Aber die Bilder , die ich damals machte (Sept.2014), sprechen für sich.
Das College hat allein 50 Sport Clubs.
Zu den ältesten Clubs gehören der Cricket Club (gegründet 1835), der Waffenclub (gegründet 1840), sowie der Rugby Club (gegründet 1854), der als zweitältester dokumentierter Rugby Club der Welt bekannt ist und in der ersten irischen Clubliga spielt.
Wir schlendern durch die Standgassen und sind erfreut über die vielfältigen Werbungsversprechen an die neuen Studienanfänger.
Alles hält sich strikt auf den Wegen auf, als würde im englischen, pardon irischen, Rasen das „Betreten-verboten“ Schild stecken.
Ja, Disziplin ist in Irland alles.
Aber dann, vielleicht angeregt durch einige wohlbeleibte Studienanfänger, überkommt uns plötzlich der Hunger.
Weit und breit kein Würstchenverkauf, kein Hot dog Stand, nichts zum Futtern.
Wir suchen die Mensa auf und fragen dort höflich, ob auch wir hier etwas zu essen bekommen.

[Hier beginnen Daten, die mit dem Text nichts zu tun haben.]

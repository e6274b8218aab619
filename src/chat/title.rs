//! Chat titles from the first user message

use crate::error::Result;
use crate::prompts::{build_title_prompt, TITLE_PROMPT};
use crate::providers::{GenerationRequest, Message, Provider};

/// Longest title kept, in characters
pub const MAX_TITLE_CHARS: usize = 80;

/// Title used when nothing usable remains after cleanup
pub const FALLBACK_TITLE: &str = "New chat";

/// Ask the title model for a title
///
/// # Errors
///
/// Returns error if the completion call fails
pub async fn generate_title(
    provider: &dyn Provider,
    model: &str,
    user_message: &str,
) -> Result<String> {
    let request = GenerationRequest::new(model, vec![Message::user(build_title_prompt(user_message))])
        .with_system(TITLE_PROMPT);
    let response = provider.complete(&request).await?;
    Ok(clean_title(response.text()))
}

/// Trim, strip surrounding quotes and cap the length
///
/// # Examples
///
/// ```
/// use quire::chat::title::clean_title;
///
/// assert_eq!(clean_title("  \"Rust ownership\"\n"), "Rust ownership");
/// ```
pub fn clean_title(raw: &str) -> String {
    let quotes: &[char] = &['"', '\'', '`', '\u{201c}', '\u{201d}'];
    let stripped = raw.trim().trim_matches(quotes).trim();

    let capped: String = stripped.chars().take(MAX_TITLE_CHARS).collect();
    let capped = capped.trim_end();
    if capped.is_empty() {
        FALLBACK_TITLE.to_string()
    } else {
        capped.to_string()
    }
}

/// Title derived from the message text alone
pub fn fallback_title(user_message: &str) -> String {
    let first_line = user_message.lines().next().unwrap_or_default();
    clean_title(first_line)
}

Natürlich.
No problem.
Mitten im Saal ist eine transportable Kasse aufgebaut, wir bezahlen nach der Auswahl in bar und lassen uns an den ehrwürdigen Tischen dieser kirchenschiffähnlichen Halle nieder.
Auf uns blicken ehrfurchterregend die ehemaligen Rektoren dieser Universität herab, natürlich in Öl porträtiert.

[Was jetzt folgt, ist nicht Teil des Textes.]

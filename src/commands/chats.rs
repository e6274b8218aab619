use crate::cli::ChatsCommand;
use crate::config::Config;
use crate::error::{QuireError, Result};
use crate::storage::{Chat, Store};
use colored::Colorize;
use prettytable::{format, Table};

use super::serve::open_store;

/// Handle chat inspection commands
pub fn handle_chats(config: &Config, command: ChatsCommand) -> Result<()> {
    let storage = open_store(config)?;

    match command {
        ChatsCommand::List { email, all } => {
            let user = storage
                .get_user_by_email(&email)?
                .ok_or_else(|| QuireError::Config(format!("No user with email {}", email)))?;
            let chats = storage.list_chats_for_user(&user.id, all)?;

            if chats.is_empty() {
                println!("{}", "No chats found.".yellow());
                return Ok(());
            }

            println!("\nChats for {}:", email);
            chats_table(&chats).printstd();
            println!();
        }
    }

    Ok(())
}

fn short_title(title: &str) -> String {
    if title.chars().count() > 40 {
        let head: String = title.chars().take(37).collect();
        format!("{}...", head)
    } else {
        title.to_string()
    }
}

fn chats_table(chats: &[Chat]) -> Table {
    let mut table = Table::new();
    table.set_format(*format::consts::FORMAT_BORDERS_ONLY);

    table.add_row(prettytable::row![
        "ID".bold(),
        "Title".bold(),
        "Created".bold(),
        "Inline".bold()
    ]);

    for chat in chats {
        let id_short: String = chat.id.chars().take(8).collect();
        let inline = match chat.lease_expires_at {
            Some(expires) if chat.ephemeral => {
                format!("until {}", expires.format("%H:%M"))
            }
            _ => "-".to_string(),
        };

        table.add_row(prettytable::row![
            id_short.cyan(),
            short_title(&chat.title),
            chat.created_at.format("%Y-%m-%d %H:%M").to_string(),
            inline
        ]);
    }

    table
}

Während draußen der Studentenmob tobt, genießen wir hier, im kühlen Speisesaal sitzend, unser chicken with rice.
So gestärkt müssten wir jetzt eigentlich in die große Bibliothek und dort das berühmte „Book of Kells“ aus den Jahren so um 800 anschauen.
Aber als wir die lange Schlange an der Kasse stehen sehen, schwindet unser Bildungsdrang schlagartig. Viel Geld für gerade mal zwei aufgeschlagene Seiten?
Nein, wir stöbern im Verkaufsshop in den Büchern und haben anschließend einen umfassenden, kostenlosen Eindruck von diesem Meisterwerk der Buchdruckerkunst.
Ein herrlich warmer Septembertag, in diesen kühlen Mauern fröstelt uns etwas, lockt uns wieder ins Freie.
Wir machen uns auf zum Stephens Green, eine innerstädtische Parkanlage.
Klassischer irischer Rasen, der uns zu einem Päuschen einlädt.
Betreten erlaubt.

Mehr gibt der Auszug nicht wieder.